I am glad that he who had been even a little moved by that stir in the mind, that rush of revolutionary energy that moved the poets and patriots and rebels of ’48, should after half a hundred years have been stirred by the intellectual energy that came with a new generation, as its imagination turned for a while from the Parliament where all was to have been set right, after the break in the Irish party and after Parnell’s death.
“I enclose you a guarantee paper filled up for such a sum as I can afford (or perhaps more) to lose, but I hope there will be no loss for anybody in the matter, while there will certainly be some gain to Ireland! I’d have answered sooner but that I am suffering from a horrible form of dyspepsia, with exceptional langour.” It is no wonder if the old man who sent with this his promise for twenty shillings was somewhat broken in health. He was the last of the Fenian triumvirate,—Kickham, Luby, O’Leary,—and he had come back to Dublin after fifteen years of banishment and five of penal servitude at Portland. John O’Leary had been turning over books on the stalls by the Seine in Paris, when one day somebody had come to him and asked him to come back to Ireland where a rising was being planned, and he had come.
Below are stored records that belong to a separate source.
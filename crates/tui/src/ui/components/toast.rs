use ratatui::{
    Frame,
    layout::Rect,
    style::Style,
    text::Line,
    widgets::{Block, Borders, Clear, Paragraph},
};

use crate::{
    app::{ToastLevel, ToastState},
    ui::theme::Theme,
};

pub fn render(frame: &mut Frame<'_>, area: Rect, toast: Option<&ToastState>) {
    let Some(toast) = toast else {
        return;
    };
    let theme = Theme::default();
    let width = (toast.message.chars().count() + 4).min(area.width as usize) as u16;
    let height = 3u16;
    let x = area.x + area.width.saturating_sub(width);
    let y = area
        .y
        .saturating_add(area.height.saturating_sub(height + 1));
    let rect = Rect { x, y, width, height };

    let style = match toast.level {
        ToastLevel::Success => Style::default().fg(theme.positive),
        ToastLevel::Error => Style::default().fg(theme.error),
    };

    let block = Block::default()
        .borders(Borders::ALL)
        .border_style(style);
    let content = Paragraph::new(Line::from(toast.message.as_str())).style(style);
    frame.render_widget(Clear, rect);
    frame.render_widget(content.block(block), rect);
}
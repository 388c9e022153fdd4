//! Declarative field rules of the entry form and the validator over them.

use api_types::{
    entry::{DATE_FORMAT, Entry, EntryType},
    money::Amount,
};
use chrono::NaiveDate;
use serde::Deserialize;

#[derive(Debug, Clone, Copy, PartialEq, Eq)]
pub enum Field {
    Name,
    Description,
    Type,
    Amount,
    Date,
    Paid,
    Category,
}

impl Field {
    pub fn label(self) -> &'static str {
        match self {
            Self::Name => "Lançamento",
            Self::Description => "Descrição",
            Self::Type => "Tipo",
            Self::Amount => "Valor",
            Self::Date => "Data",
            Self::Paid => "Pago",
            Self::Category => "Categoria",
        }
    }

    /// Fields edited by typing; the others cycle through a closed set.
    pub fn is_text(self) -> bool {
        matches!(
            self,
            Self::Name | Self::Description | Self::Amount | Self::Date
        )
    }

    /// Input mask: which characters a text field takes.
    pub fn accepts(self, ch: char) -> bool {
        match self {
            Self::Amount => ch.is_ascii_digit() || matches!(ch, '.' | ',' | '-'),
            Self::Date => ch.is_ascii_digit() || ch == '/',
            Self::Name | Self::Description => !ch.is_control(),
            _ => false,
        }
    }
}

/// Whether the form presets `type`/`paid` and loads categories for a
/// selector.
#[derive(Debug, Clone, Copy, Default, PartialEq, Eq, Deserialize)]
#[serde(rename_all = "snake_case")]
pub enum FormVariant {
    Basic,
    #[default]
    Rich,
}

/// Value a field starts with in creation mode when the rich variant is on.
#[derive(Debug, Clone, Copy, PartialEq, Eq)]
pub enum Preset {
    Type(EntryType),
    Paid(bool),
}

#[derive(Debug, Clone, Copy)]
pub struct FieldRule {
    pub field: Field,
    pub required: bool,
    pub min_len: Option<usize>,
    pub preset: Option<Preset>,
}

const fn rule(field: Field, required: bool) -> FieldRule {
    FieldRule {
        field,
        required,
        min_len: None,
        preset: None,
    }
}

/// Field set of the entry form, in display order.
pub const SCHEMA: &[FieldRule] = &[
    FieldRule {
        min_len: Some(2),
        ..rule(Field::Name, true)
    },
    rule(Field::Description, false),
    FieldRule {
        preset: Some(Preset::Type(EntryType::Expense)),
        ..rule(Field::Type, true)
    },
    rule(Field::Amount, true),
    rule(Field::Date, true),
    FieldRule {
        preset: Some(Preset::Paid(true)),
        ..rule(Field::Paid, true)
    },
    rule(Field::Category, true),
];

#[derive(Debug, Clone, PartialEq, Eq)]
pub enum ViolationKind {
    Required,
    MinLength(usize),
    Format,
}

#[derive(Debug, Clone, PartialEq, Eq)]
pub struct Violation {
    pub field: Field,
    pub kind: ViolationKind,
}

impl Violation {
    pub fn message(&self) -> String {
        match self.kind {
            ViolationKind::Required => "dado obrigatório".to_string(),
            ViolationKind::MinLength(min) => format!("deve ter no mínimo {min} caracteres"),
            ViolationKind::Format => "formato inválido".to_string(),
        }
    }
}

/// Mutable working copy the user edits. Text fields keep the raw input.
#[derive(Debug, Clone, Default, PartialEq, Eq)]
pub struct EntryDraft {
    pub id: Option<i64>,
    pub name: String,
    pub description: String,
    pub entry_type: Option<EntryType>,
    pub amount: String,
    pub date: String,
    pub paid: Option<bool>,
    pub category_id: Option<i64>,
}

impl EntryDraft {
    pub fn for_variant(variant: FormVariant) -> Self {
        let mut draft = Self::default();
        if variant == FormVariant::Rich {
            for preset in SCHEMA.iter().filter_map(|rule| rule.preset) {
                match preset {
                    Preset::Type(entry_type) => draft.entry_type = Some(entry_type),
                    Preset::Paid(paid) => draft.paid = Some(paid),
                }
            }
        }
        draft
    }

    /// Copies every field the record carries; absent fields keep their
    /// current value.
    pub fn overlay(&mut self, entry: &Entry) {
        if let Some(id) = entry.id {
            self.id = Some(id);
        }
        if let Some(name) = &entry.name {
            self.name = name.clone();
        }
        if let Some(description) = &entry.description {
            self.description = description.clone();
        }
        if let Some(entry_type) = entry.entry_type {
            self.entry_type = Some(entry_type);
        }
        if let Some(amount) = entry.amount {
            self.amount = amount.to_string();
        }
        if let Some(date) = entry.date {
            self.date = date.format(DATE_FORMAT).to_string();
        }
        if let Some(paid) = entry.paid {
            self.paid = Some(paid);
        }
        if let Some(category_id) = entry.category_id {
            self.category_id = Some(category_id);
        }
    }

    pub fn text(&self, field: Field) -> Option<&str> {
        match field {
            Field::Name => Some(&self.name),
            Field::Description => Some(&self.description),
            Field::Amount => Some(&self.amount),
            Field::Date => Some(&self.date),
            _ => None,
        }
    }

    pub fn text_mut(&mut self, field: Field) -> Option<&mut String> {
        match field {
            Field::Name => Some(&mut self.name),
            Field::Description => Some(&mut self.description),
            Field::Amount => Some(&mut self.amount),
            Field::Date => Some(&mut self.date),
            _ => None,
        }
    }

    fn is_present(&self, field: Field) -> bool {
        match field {
            Field::Type => self.entry_type.is_some(),
            Field::Paid => self.paid.is_some(),
            Field::Category => self.category_id.is_some(),
            text => self.text(text).is_some_and(|value| !value.is_empty()),
        }
    }

    fn parsed_amount(&self) -> Result<Option<Amount>, ()> {
        if self.amount.is_empty() {
            return Ok(None);
        }
        self.amount.parse::<Amount>().map(Some).map_err(|_| ())
    }

    fn parsed_date(&self) -> Result<Option<NaiveDate>, ()> {
        if self.date.is_empty() {
            return Ok(None);
        }
        NaiveDate::parse_from_str(&self.date, DATE_FORMAT)
            .map(Some)
            .map_err(|_| ())
    }

    /// Builds the value sent to the backend. Only unparseable amount or date
    /// input fails; missing values are left to [`validate`].
    pub fn to_entry(&self, id: Option<i64>) -> Result<Entry, Vec<Violation>> {
        let malformed = |field| Violation {
            field,
            kind: ViolationKind::Format,
        };

        let amount = self.parsed_amount();
        let date = self.parsed_date();
        let mut violations = Vec::new();
        if amount.is_err() {
            violations.push(malformed(Field::Amount));
        }
        if date.is_err() {
            violations.push(malformed(Field::Date));
        }
        let (Ok(amount), Ok(date)) = (amount, date) else {
            return Err(violations);
        };

        let non_empty = |value: &str| (!value.is_empty()).then(|| value.to_string());
        Ok(Entry {
            id,
            name: non_empty(&self.name),
            description: non_empty(&self.description),
            entry_type: self.entry_type,
            amount,
            date,
            paid: self.paid,
            category_id: self.category_id,
            category: None,
        })
    }
}

/// Checks the draft against [`SCHEMA`] plus the amount/date input formats.
pub fn validate(draft: &EntryDraft) -> Vec<Violation> {
    let mut violations = Vec::new();

    for rule in SCHEMA {
        if !draft.is_present(rule.field) {
            if rule.required {
                violations.push(Violation {
                    field: rule.field,
                    kind: ViolationKind::Required,
                });
            }
            continue;
        }

        if let (Some(min), Some(value)) = (rule.min_len, draft.text(rule.field)) {
            if value.chars().count() < min {
                violations.push(Violation {
                    field: rule.field,
                    kind: ViolationKind::MinLength(min),
                });
                continue;
            }
        }

        let malformed = match rule.field {
            Field::Amount => draft.parsed_amount().is_err(),
            Field::Date => draft.parsed_date().is_err(),
            _ => false,
        };
        if malformed {
            violations.push(Violation {
                field: rule.field,
                kind: ViolationKind::Format,
            });
        }
    }

    violations
}

#[cfg(test)]
mod tests {
    use super::*;

    fn valid_draft() -> EntryDraft {
        EntryDraft {
            id: None,
            name: "Rent".to_string(),
            description: String::new(),
            entry_type: Some(EntryType::Expense),
            amount: "1.200,50".to_string(),
            date: "05/03/2024".to_string(),
            paid: Some(true),
            category_id: Some(1),
        }
    }

    #[test]
    fn empty_draft_reports_every_required_field() {
        let fields: Vec<Field> = validate(&EntryDraft::default())
            .into_iter()
            .map(|violation| violation.field)
            .collect();

        assert_eq!(
            fields,
            vec![
                Field::Name,
                Field::Type,
                Field::Amount,
                Field::Date,
                Field::Paid,
                Field::Category
            ]
        );
    }

    #[test]
    fn valid_draft_has_no_violations() {
        assert!(validate(&valid_draft()).is_empty());
    }

    #[test]
    fn name_needs_two_characters() {
        let draft = EntryDraft {
            name: "R".to_string(),
            ..valid_draft()
        };
        assert_eq!(
            validate(&draft),
            vec![Violation {
                field: Field::Name,
                kind: ViolationKind::MinLength(2),
            }]
        );

        let draft = EntryDraft {
            name: "Çã".to_string(),
            ..valid_draft()
        };
        assert!(validate(&draft).is_empty());
    }

    #[test]
    fn malformed_amount_and_date_are_format_violations() {
        let draft = EntryDraft {
            amount: "12,345".to_string(),
            date: "2024-03-05".to_string(),
            ..valid_draft()
        };
        let kinds: Vec<(Field, ViolationKind)> = validate(&draft)
            .into_iter()
            .map(|violation| (violation.field, violation.kind))
            .collect();
        assert_eq!(
            kinds,
            vec![
                (Field::Amount, ViolationKind::Format),
                (Field::Date, ViolationKind::Format)
            ]
        );
        assert!(draft.to_entry(None).is_err());
    }

    #[test]
    fn rich_variant_presets_type_and_paid() {
        let rich = EntryDraft::for_variant(FormVariant::Rich);
        assert_eq!(rich.entry_type, Some(EntryType::Expense));
        assert_eq!(rich.paid, Some(true));

        let basic = EntryDraft::for_variant(FormVariant::Basic);
        assert_eq!(basic, EntryDraft::default());
    }

    #[test]
    fn overlay_keeps_fields_the_record_lacks() {
        let mut draft = EntryDraft {
            description: "typed before load".to_string(),
            ..EntryDraft::for_variant(FormVariant::Rich)
        };
        let fetched = Entry {
            id: Some(7),
            name: Some("Rent".to_string()),
            amount: Some(Amount::new(120_050)),
            ..Entry::default()
        };

        draft.overlay(&fetched);

        assert_eq!(draft.id, Some(7));
        assert_eq!(draft.name, "Rent");
        assert_eq!(draft.amount, "1.200,50");
        assert_eq!(draft.description, "typed before load");
        assert_eq!(draft.paid, Some(true));
    }

    #[test]
    fn to_entry_uses_the_given_id_only() {
        let draft = EntryDraft {
            id: Some(99),
            ..valid_draft()
        };

        let created = draft.to_entry(None).unwrap();
        assert_eq!(created.id, None);
        assert_eq!(created.amount, Some(Amount::new(120_050)));
        assert_eq!(created.description, None);
        assert_eq!(created.date, NaiveDate::from_ymd_opt(2024, 3, 5));

        let updated = draft.to_entry(draft.id).unwrap();
        assert_eq!(updated.id, Some(99));
    }

    #[test]
    fn masks_filter_characters() {
        assert!(Field::Amount.accepts('7'));
        assert!(Field::Amount.accepts(','));
        assert!(!Field::Amount.accepts('a'));
        assert!(Field::Date.accepts('/'));
        assert!(!Field::Date.accepts('-'));
        assert!(Field::Name.accepts('é'));
        assert!(!Field::Paid.accepts('x'));
    }
}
A part of the romance of my early days had been the whispered rumours of servants, and the overheard talk of my elders, of the threatened rising of the Fenians:
“An army of Papists grim
With a green flag o’er them.
Red coats and black police
Flying before them.”
The house of Roxborough, my old home, had once been attacked by Whiteboys. My father had defended it, firing from the windows, and it was not hard to believe that another attack might be made. It seemed a good occasion for being allowed to learn to shoot with my brothers, but that was in those days not thought fitting, even in self-defence, for a girl, and my gun was never loaded with anything more weighty than a coppercap. So when this new business of the theatre brought me to meet, amongst many others till then unknown, John O’Leary, I remembered those old days and the excitement of a Fenian’s escape—might he not be in hiding in our own woods or hay-lofts? And I wondered to find that not only Nationalists admired and respected so wild and dangerous a rebel. So I asked Mr. Yeats to tell me the reason, for he had known him well and had even shared a lodging with him for a while; so that his friends would say: “You have the advantage over us. O’Leary takes so long to convert to any new thing, and you can begin with him at breakfast.” And he wrote to me: “When John O’Leary returned from exile, he found himself in the midst of a movement which inherited the methods of O’Connell and a measure of his success. Journalists and politicians were alike in his eyes untruthful men, thinking that any means that brought the end were justified, and for that reason certain, as he thought, to miss the end desired. The root of all was, though I doubt if he put the thought into words, that journalists and politicians looked for their judges among their inferiors, and assumed those opinions and passions that moved the largest number of men. Their school is still dominant, and John O’Leary had seen through half his life, as we have seen, men coarsening their thought and their manners, and exaggerating their emotions in a daily and weekly press that was like the reverie of an hysterical woman. He was not of O’Connell’s household. His master had been Davis, and he was quick to discover and condemn the man who sought for judgment not among his equals or in himself. He saw, as no one else in modern Ireland has seen, that men who make this choice are long unpopular, all through their lives it may be, but grow in sense and courage with their years, and have the most gazers even in the end.
“Yet he was not unjust to those who went the other way. He imputed to them no bad motives, for I have heard him say of a man that he distrusted, ‘He would not sacrifice himself but he would risk himself,’ and of a man who seemed to him to appeal always to low motives, the chief mischief-maker of his kind, ‘He would sacrifice himself.’ Yet, what he himself commended with his favourite word ‘morale’ was the opposite of that sudden emotional self-sacrifice, the spurious heroism of popular movements, being life-long hardness and serenity, a choice made every day anew. He thought but little of opinions, even those he had sacrificed so much for, and I have heard him say, ‘There was never cause so bad that it has not been defended by good men for good reasons.’ And of Samuel Ferguson, poet and antiquarian, who was not of his party or any Nationalist party, ‘He has been a better patriot than I.’ He knew that in the end, whatever else had temporary use, it was simple things that mattered, the things a child can understand, a man’s courage and his generosity.